Her information sank in and he struggled to sit up. ‘Your watch doesn’t start at eight,’ he accused.
‘Does now. Has done for two days. Eight to four, morning and night.’
A whole series of questions clamoured. He didn’t know which one to ask first, but the logical one came out first. ‘Where are we?’
‘Somewhere in the Denmark Strait.’
‘How are we heading?’
‘As per your last order. Two hundred and forty degrees magnetic.’
‘How long have I been out?’
‘Four days.’
His eyes flickered with the shock. ‘Weather?’
‘No change. North-easterly storm running down behind us.’
He licked his lips. They felt swollen, simian, edged with crusted craters. He took a shuddering breath.
She put his hand down and he lifted it off the blanket and looked at it as if it belonged to someone else entirely. There were blisters on it and he knew exactly what that meant. He raised it and ran the fingers across his scalp, closing them into a loose fist. When he lowered his hand he found he was shaking. His fist was full of black hairs and he had felt no pain as he pulled them out by the roots.
‘Get out the dosimeters,’ he said.
‘I have,’ she answered. ‘I did it yesterday when I saw the pattern in the sickness.

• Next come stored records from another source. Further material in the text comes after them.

//! RFC 6570 URI template expansion: every operator, prefix and explode
//! modifiers, string and list values (no associative arrays).
//!
//! Graph URL templates look like
//! `{+baseurl}/users/{user%2Did}{?%24expand,%24select}`; variable names are
//! matched literally, percent-encoding included.

use std::collections::HashMap;
use std::fmt;
use thiserror::Error;

#[derive(Debug, Clone, PartialEq, Eq, Error)]
pub enum UriTemplateError {
    #[error("unterminated expression starting at offset {0}")]
    Unterminated(usize),
    #[error("empty expression at offset {0}")]
    EmptyExpression(usize),
    #[error("unsupported operator '{0}'")]
    UnsupportedOperator(char),
}

/// A value bound to a template variable.
#[derive(Debug, Clone, PartialEq)]
pub enum TemplateValue {
    String(String),
    Integer(i64),
    Boolean(bool),
    List(Vec<String>),
}

impl TemplateValue {
    fn is_undefined(&self) -> bool {
        matches!(self, TemplateValue::List(items) if items.is_empty())
    }

    fn items(&self) -> Vec<String> {
        match self {
            TemplateValue::String(s) => vec![s.clone()],
            TemplateValue::Integer(i) => vec![i.to_string()],
            TemplateValue::Boolean(b) => vec![b.to_string()],
            TemplateValue::List(items) => items.clone(),
        }
    }
}

impl fmt::Display for TemplateValue {
    fn fmt(&self, f: &mut fmt::Formatter<'_>) -> fmt::Result {
        write!(f, "{}", self.items().join(","))
    }
}

impl From<&str> for TemplateValue {
    fn from(v: &str) -> Self {
        TemplateValue::String(v.to_string())
    }
}

impl From<String> for TemplateValue {
    fn from(v: String) -> Self {
        TemplateValue::String(v)
    }
}

impl From<i64> for TemplateValue {
    fn from(v: i64) -> Self {
        TemplateValue::Integer(v)
    }
}

impl From<i32> for TemplateValue {
    fn from(v: i32) -> Self {
        TemplateValue::Integer(v as i64)
    }
}

impl From<bool> for TemplateValue {
    fn from(v: bool) -> Self {
        TemplateValue::Boolean(v)
    }
}

impl From<Vec<String>> for TemplateValue {
    fn from(v: Vec<String>) -> Self {
        TemplateValue::List(v)
    }
}

#[derive(Debug, Clone, Copy, PartialEq, Eq)]
enum Operator {
    Simple,
    Reserved,
    Fragment,
    Label,
    Path,
    PathParameter,
    Query,
    QueryContinuation,
}

impl Operator {
    fn from_char(c: char) -> Option<Result<Self, UriTemplateError>> {
        match c {
            '+' => Some(Ok(Operator::Reserved)),
            '#' => Some(Ok(Operator::Fragment)),
            '.' => Some(Ok(Operator::Label)),
            '/' => Some(Ok(Operator::Path)),
            ';' => Some(Ok(Operator::PathParameter)),
            '?' => Some(Ok(Operator::Query)),
            '&' => Some(Ok(Operator::QueryContinuation)),
            '=' | ',' | '!' | '@' | '|' => Some(Err(UriTemplateError::UnsupportedOperator(c))),
            _ => None,
        }
    }

    fn prefix(self) -> &'static str {
        match self {
            Operator::Simple | Operator::Reserved => "",
            Operator::Fragment => "#",
            Operator::Label => ".",
            Operator::Path => "/",
            Operator::PathParameter => ";",
            Operator::Query => "?",
            Operator::QueryContinuation => "&",
        }
    }

    fn separator(self) -> &'static str {
        match self {
            Operator::Simple | Operator::Reserved | Operator::Fragment => ",",
            Operator::Label => ".",
            Operator::Path => "/",
            Operator::PathParameter => ";",
            Operator::Query | Operator::QueryContinuation => "&",
        }
    }

    fn named(self) -> bool {
        matches!(
            self,
            Operator::PathParameter | Operator::Query | Operator::QueryContinuation
        )
    }

    /// Appended to the name of a named variable whose value is empty.
    fn if_empty(self) -> &'static str {
        match self {
            Operator::PathParameter => "",
            _ => "=",
        }
    }

    fn allow_reserved(self) -> bool {
        matches!(self, Operator::Reserved | Operator::Fragment)
    }
}

#[derive(Debug, Clone, PartialEq, Eq)]
struct VarSpec {
    name: String,
    prefix: Option<usize>,
    explode: bool,
}

#[derive(Debug, Clone, PartialEq, Eq)]
enum Part {
    Literal(String),
    Expression { op: Operator, vars: Vec<VarSpec> },
}

/// A parsed URI template.
#[derive(Debug, Clone, PartialEq, Eq)]
pub struct UriTemplate {
    parts: Vec<Part>,
}

impl UriTemplate {
    pub fn parse(template: &str) -> Result<Self, UriTemplateError> {
        let mut parts = Vec::new();
        let mut literal = String::new();
        let mut rest = template;
        let mut offset = 0;

        while let Some(start) = rest.find('{') {
            literal.push_str(&rest[..start]);
            let after = &rest[start + 1..];
            let end = after
                .find('}')
                .ok_or(UriTemplateError::Unterminated(offset + start))?;
            let body = &after[..end];
            if body.is_empty() {
                return Err(UriTemplateError::EmptyExpression(offset + start));
            }
            if !literal.is_empty() {
                parts.push(Part::Literal(std::mem::take(&mut literal)));
            }
            parts.push(Self::parse_expression(body, offset + start)?);

            let consumed = start + 1 + end + 1;
            offset += consumed;
            rest = &rest[consumed..];
        }
        literal.push_str(rest);
        if !literal.is_empty() {
            parts.push(Part::Literal(literal));
        }
        Ok(Self { parts })
    }

    fn parse_expression(body: &str, offset: usize) -> Result<Part, UriTemplateError> {
        let first = body.chars().next().unwrap_or_default();
        let (op, list) = match Operator::from_char(first) {
            Some(op) => (op?, &body[first.len_utf8()..]),
            None => (Operator::Simple, body),
        };
        let vars: Vec<VarSpec> = list
            .split(',')
            .map(str::trim)
            .filter(|v| !v.is_empty())
            .map(|raw| {
                let (raw, explode) = match raw.strip_suffix('*') {
                    Some(name) => (name, true),
                    None => (raw, false),
                };
                match raw.split_once(':') {
                    Some((name, len)) => VarSpec {
                        name: name.to_string(),
                        prefix: len.parse().ok(),
                        explode,
                    },
                    None => VarSpec {
                        name: raw.to_string(),
                        prefix: None,
                        explode,
                    },
                }
            })
            .collect();
        if vars.is_empty() {
            return Err(UriTemplateError::EmptyExpression(offset));
        }
        Ok(Part::Expression { op, vars })
    }

    /// Names of every variable referenced by the template.
    pub fn variables(&self) -> Vec<&str> {
        self.parts
            .iter()
            .filter_map(|p| match p {
                Part::Expression { vars, .. } => Some(vars.iter().map(|v| v.name.as_str())),
                Part::Literal(_) => None,
            })
            .flatten()
            .collect()
    }

    pub fn expand(&self, values: &HashMap<String, TemplateValue>) -> String {
        let mut out = String::new();
        for part in &self.parts {
            match part {
                Part::Literal(s) => out.push_str(s),
                Part::Expression { op, vars } => expand_expression(&mut out, *op, vars, values),
            }
        }
        out
    }
}

fn expand_expression(
    out: &mut String,
    op: Operator,
    vars: &[VarSpec],
    values: &HashMap<String, TemplateValue>,
) {
    let defined: Vec<(&VarSpec, &TemplateValue)> = vars
        .iter()
        .filter_map(|v| values.get(&v.name).map(|val| (v, val)))
        .filter(|(_, val)| !val.is_undefined())
        .collect();
    if defined.is_empty() {
        return;
    }

    out.push_str(op.prefix());
    for (i, (spec, value)) in defined.iter().enumerate() {
        if i > 0 {
            out.push_str(op.separator());
        }
        let rendered: Vec<String> = value
            .items()
            .into_iter()
            .map(|item| match (spec.prefix, value) {
                (Some(n), TemplateValue::String(_)) => item.chars().take(n).collect(),
                _ => item,
            })
            .map(|item| encode(&item, op.allow_reserved()))
            .collect();
        let pair = |item: &str| {
            if item.is_empty() {
                format!("{}{}", spec.name, op.if_empty())
            } else {
                format!("{}={}", spec.name, item)
            }
        };
        let expanded = match (spec.explode, op.named()) {
            (true, true) => rendered
                .iter()
                .map(|item| pair(item))
                .collect::<Vec<_>>()
                .join(op.separator()),
            (true, false) => rendered.join(op.separator()),
            (false, true) => pair(&rendered.join(",")),
            (false, false) => rendered.join(","),
        };
        out.push_str(&expanded);
    }
}

fn is_unreserved(b: u8) -> bool {
    b.is_ascii_alphanumeric() || matches!(b, b'-' | b'.' | b'_' | b'~')
}

fn is_reserved(b: u8) -> bool {
    matches!(
        b,
        b':' | b'/' | b'?' | b'#' | b'[' | b']' | b'@' | b'!' | b'$' | b'&' | b'\''
            | b'(' | b')' | b'*' | b'+' | b',' | b';' | b'='
    )
}

fn encode(value: &str, allow_reserved: bool) -> String {
    let bytes = value.as_bytes();
    let mut out = String::with_capacity(bytes.len());
    let mut i = 0;
    while i < bytes.len() {
        let b = bytes[i];
        if is_unreserved(b) || (allow_reserved && is_reserved(b)) {
            out.push(b as char);
        } else if allow_reserved
            && b == b'%'
            && i + 2 < bytes.len()
            && bytes[i + 1].is_ascii_hexdigit()
            && bytes[i + 2].is_ascii_hexdigit()
        {
            out.push_str(&value[i..i + 3]);
            i += 3;
            continue;
        } else {
            out.push_str(&format!("%{:02X}", b));
        }
        i += 1;
    }
    out
}

/// Parse and expand in one step.
pub fn expand(
    template: &str,
    values: &HashMap<String, TemplateValue>,
) -> Result<String, UriTemplateError> {
    Ok(UriTemplate::parse(template)?.expand(values))
}

// ═══════════════════════════════════════════════════════════════════════
//  Tests
// ═══════════════════════════════════════════════════════════════════════
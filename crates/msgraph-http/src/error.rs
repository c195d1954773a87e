//! Transport error mapping.

use msgraph_abstractions::{GraphError, ResponseHeaders};
use reqwest::header::HeaderMap;

/// Map a `reqwest` failure onto a [`GraphError`].
pub fn from_reqwest(err: reqwest::Error) -> GraphError {
    if err.is_timeout() {
        GraphError::timeout(format!("Request timed out: {}", err))
    } else if err.is_connect() {
        GraphError::network(format!("Connection failed: {}", err))
    } else if err.is_builder() {
        GraphError::invalid_request(format!("Invalid request: {}", err))
    } else if err.is_decode() || err.is_body() {
        GraphError::serialization(format!("Failed to read response body: {}", err))
    } else {
        GraphError::network(format!("HTTP error: {}", err))
    }
}

/// Copy response headers; values that are not valid UTF-8 are dropped.
pub fn response_headers(map: &HeaderMap) -> ResponseHeaders {
    let mut headers = ResponseHeaders::new();
    for (name, value) in map {
        match value.to_str() {
            Ok(v) => headers.add(name.as_str(), v),
            Err(_) => log::debug!("skipping non-UTF-8 response header {}", name),
        }
    }
    headers
}
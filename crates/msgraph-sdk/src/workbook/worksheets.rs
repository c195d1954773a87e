use msgraph_abstractions::request_information::JSON_CONTENT_TYPE;
use msgraph_abstractions::{GraphResult, HttpMethod, RequestConfiguration, RequestInformation};

use super::{ChartsRequestBuilder, RangeRequestBuilder, TablesRequestBuilder};
use crate::models::{odata_error_mappings, WorkbookWorksheet, WorkbookWorksheetCollectionResponse};
use crate::query::{
    CollectionRequestConfiguration, ItemRequestConfiguration, COLLECTION_QUERY, ITEM_QUERY,
};

request_builder!(WorksheetsRequestBuilder, COLLECTION_QUERY);

impl WorksheetsRequestBuilder {
    /// Navigate to a worksheet by id or by name.
    pub fn by_workbook_worksheet_id(&self, worksheet_id: impl Into<String>) -> WorksheetItemRequestBuilder {
        self.child_with(
            "/{workbookWorksheet%2Did}",
            "workbookWorksheet%2Did",
            worksheet_id.into(),
            WorksheetItemRequestBuilder::new,
        )
    }

    pub async fn get(
        &self,
        config: Option<&CollectionRequestConfiguration>,
    ) -> GraphResult<Option<WorkbookWorksheetCollectionResponse>> {
        let info = self.to_get_request_information(config)?;
        self.base.adapter().send(info, Some(&odata_error_mappings())).await
    }

    /// Add a worksheet; only `name` is read by the service.
    pub async fn post(
        &self,
        body: &WorkbookWorksheet,
        config: Option<&RequestConfiguration>,
    ) -> GraphResult<Option<WorkbookWorksheet>> {
        let info = self.to_post_request_information(body, config)?;
        self.base.adapter().send(info, Some(&odata_error_mappings())).await
    }

    pub fn to_get_request_information(
        &self,
        config: Option<&CollectionRequestConfiguration>,
    ) -> GraphResult<RequestInformation> {
        self.base.to_request_information(HttpMethod::Get, config)
    }

    pub fn to_post_request_information(
        &self,
        body: &WorkbookWorksheet,
        config: Option<&RequestConfiguration>,
    ) -> GraphResult<RequestInformation> {
        let mut info = self.base.to_request_information(HttpMethod::Post, config)?;
        info.set_content_from_parsable(self.base.adapter(), JSON_CONTENT_TYPE, body)?;
        Ok(info)
    }
}

request_builder!(WorksheetItemRequestBuilder, ITEM_QUERY);

impl WorksheetItemRequestBuilder {
    pub fn charts(&self) -> ChartsRequestBuilder {
        self.child("/charts", ChartsRequestBuilder::new)
    }

    pub fn tables(&self) -> TablesRequestBuilder {
        self.child("/tables", TablesRequestBuilder::new)
    }

    /// The whole sheet as a range.
    pub fn range(&self) -> RangeRequestBuilder {
        self.child("/range()", RangeRequestBuilder::new)
    }

    /// A range by A1 address, e.g. `A1:C3`.
    pub fn range_with_address(&self, address: impl Into<String>) -> RangeRequestBuilder {
        self.child_with(
            "/range(address='{address}')",
            "address",
            address.into(),
            RangeRequestBuilder::new,
        )
    }

    /// Smallest range that contains every cell with a value or format.
    pub fn used_range(&self) -> RangeRequestBuilder {
        self.child("/usedRange()", RangeRequestBuilder::new)
    }

    /// Like [`used_range`](Self::used_range); with `true` formatting alone
    /// does not count as use.
    pub fn used_range_with_values_only(&self, values_only: bool) -> RangeRequestBuilder {
        self.child_with(
            "/usedRange(valuesOnly={valuesOnly})",
            "valuesOnly",
            values_only.to_string(),
            RangeRequestBuilder::new,
        )
    }

    pub async fn get(&self, config: Option<&ItemRequestConfiguration>) -> GraphResult<Option<WorkbookWorksheet>> {
        let info = self.to_get_request_information(config)?;
        self.base.adapter().send(info, Some(&odata_error_mappings())).await
    }

    pub async fn patch(
        &self,
        body: &WorkbookWorksheet,
        config: Option<&RequestConfiguration>,
    ) -> GraphResult<Option<WorkbookWorksheet>> {
        let info = self.to_patch_request_information(body, config)?;
        self.base.adapter().send(info, Some(&odata_error_mappings())).await
    }

    pub async fn delete(&self, config: Option<&RequestConfiguration>) -> GraphResult<()> {
        let info = self.to_delete_request_information(config)?;
        self.base
            .adapter()
            .send_no_content(info, Some(&odata_error_mappings()))
            .await
    }

    pub fn to_get_request_information(
        &self,
        config: Option<&ItemRequestConfiguration>,
    ) -> GraphResult<RequestInformation> {
        self.base.to_request_information(HttpMethod::Get, config)
    }

    pub fn to_patch_request_information(
        &self,
        body: &WorkbookWorksheet,
        config: Option<&RequestConfiguration>,
    ) -> GraphResult<RequestInformation> {
        let mut info = self.base.to_request_information(HttpMethod::Patch, config)?;
        info.set_content_from_parsable(self.base.adapter(), JSON_CONTENT_TYPE, body)?;
        Ok(info)
    }

    pub fn to_delete_request_information(
        &self,
        config: Option<&RequestConfiguration>,
    ) -> GraphResult<RequestInformation> {
        self.base.to_request_information(HttpMethod::Delete, config)
    }
}

// ═══════════════════════════════════════════════════════════════════════
//  Tests
// ═══════════════════════════════════════════════════════════════════════

#[cfg(test)]
mod tests {
    use crate::models::WorkbookWorksheet;
    use crate::test_support::RecordingAdapter;
    use crate::GraphServiceClient;
    use msgraph_abstractions::HttpMethod;
    use serde_json::json;

    fn sheet(client: &GraphServiceClient) -> super::WorksheetItemRequestBuilder {
        client
            .drives()
            .by_drive_id("d1")
            .items()
            .by_drive_item_id("i1")
            .workbook()
            .worksheets()
            .by_workbook_worksheet_id("Sheet1")
    }

    #[tokio::test]
    async fn test_add_worksheet() {
        let adapter = RecordingAdapter::new();
        adapter.respond_json(json!({"id": "{75A18F35}", "name": "Q3", "position": 1}));
        let client = GraphServiceClient::new(adapter.clone());

        let mut body = WorkbookWorksheet::new();
        body.set_name(Some("Q3".into()));
        let created = client
            .drives()
            .by_drive_id("d1")
            .items()
            .by_drive_item_id("i1")
            .workbook()
            .worksheets()
            .post(&body, None)
            .await
            .unwrap()
            .unwrap();
        assert_eq!(created.position(), Some(1));
        assert_eq!(
            adapter.last_url(),
            "https://graph.microsoft.com/v1.0/drives/d1/items/i1/workbook/worksheets"
        );
    }

    #[tokio::test]
    async fn test_worksheet_item_operations() {
        let adapter = RecordingAdapter::new();
        adapter.respond_json(json!({"id": "{75A18F35}", "name": "Sheet1", "visibility": "Visible"}));
        let client = GraphServiceClient::new(adapter.clone());
        let sheet = sheet(&client);

        let got = sheet.get(None).await.unwrap().unwrap();
        assert_eq!(got.visibility().as_deref(), Some("Visible"));
        assert_eq!(
            adapter.last_url(),
            "https://graph.microsoft.com/v1.0/drives/d1/items/i1/workbook/worksheets/Sheet1"
        );

        let mut rename = WorkbookWorksheet::new();
        rename.set_name(Some("Summary".into()));
        sheet.patch(&rename, None).await.unwrap();
        assert_eq!(adapter.last().method, HttpMethod::Patch);

        sheet.delete(None).await.unwrap();
        assert_eq!(adapter.last().method, HttpMethod::Delete);
    }

    #[test]
    fn test_range_function_templates() {
        let client = GraphServiceClient::new(RecordingAdapter::new());
        let sheet = sheet(&client);
        assert!(sheet.range().url_template().ends_with("/worksheets/{workbookWorksheet%2Did}/range()"));
        assert!(sheet
            .range_with_address("A1:B2")
            .url_template()
            .ends_with("/range(address='{address}')"));
        assert!(sheet.used_range().url_template().ends_with("/usedRange()"));
        let used = sheet.used_range_with_values_only(true);
        assert!(used.url_template().ends_with("/usedRange(valuesOnly={valuesOnly})"));
        assert_eq!(used.path_parameters().get("valuesOnly").map(String::as_str), Some("true"));
    }
}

But they don’t work properly.’
‘What do you mean?’
‘They’re all stuck on maximum. That’s all they read.’
‘All of them?’
‘All of them.’
‘No variation?’
‘None.’
‘No matter where on the ship you are?’
‘I haven’t been everywhere, but pretty much. I think they’re broken.’
‘All four of them.’ He remembered that somewhere recently he had heard of something like this happening. Now where… Ah, yes. At Chernobyl. The firemen at Chernobyl had thought their dosimeters were broken because they were all stuck on maximum. Chernobyl was still fresh in his memory, though in common with the rest of Russia he had very little idea of how serious the incident had actually proved. It had been only six weeks since the explosion.
‘All four. I hope they’re broken.’
They looked at each other, two blue eyes and two brown ones. All weeping. He noticed that she, too, had sores at the corners of her lips. He knew then with a kind of numb certainty that the dosimeters were not broken at all. ‘How do you feel?’ he asked softly.
‘Tired. Sick.’
He nodded.
‘What are we going to do?’ she asked softly.
‘I could be wrong,’ he answered, ‘but I think we’re going to die.’
He had to be carried up to the bridge, but once he was there he found he was quite comfortable in the watchkeeper’s chair. The spasms of diarrhoea had calmed during his long sleep and he had time to review their situation and talk to the few crew who were still fit and functioning, before the first spasm overtook him. When he returned, weaker but doggedly determined, there was time to begin to make some kind of plan.
The continuing savagery of the storm made it impossible for them to dump the cargo overboard, even had they the individual or collective strength to do so. They hadn’t even got the strength to control the ship, really. Certainly it was far beyond the bounds of practical possibility to reverse course again and run back towards home. But he could not bring himself to view the prospect of continuing to run along their present course with any degree of satisfaction. At this rate, according to his calculations based on Tatiana’s scribbled notes in the log, they would simply be spewed out into the North Atlantic somewhere to the west and south of Iceland. From the look of things, they would be past Cape Farewell before the weather moderated. For a nightmare moment he envisaged them ending up marooned with their lethal cargo somewhere on the eastern seaboard of the United States. But then, he thought grimly, if they did have radiation poisoning from leakage in their cargo, the United States was the best place they could possibly be. The only place where they stood a chance of immediate survival. But that was a hopeless fantasy. They would do far better to look for some shelter.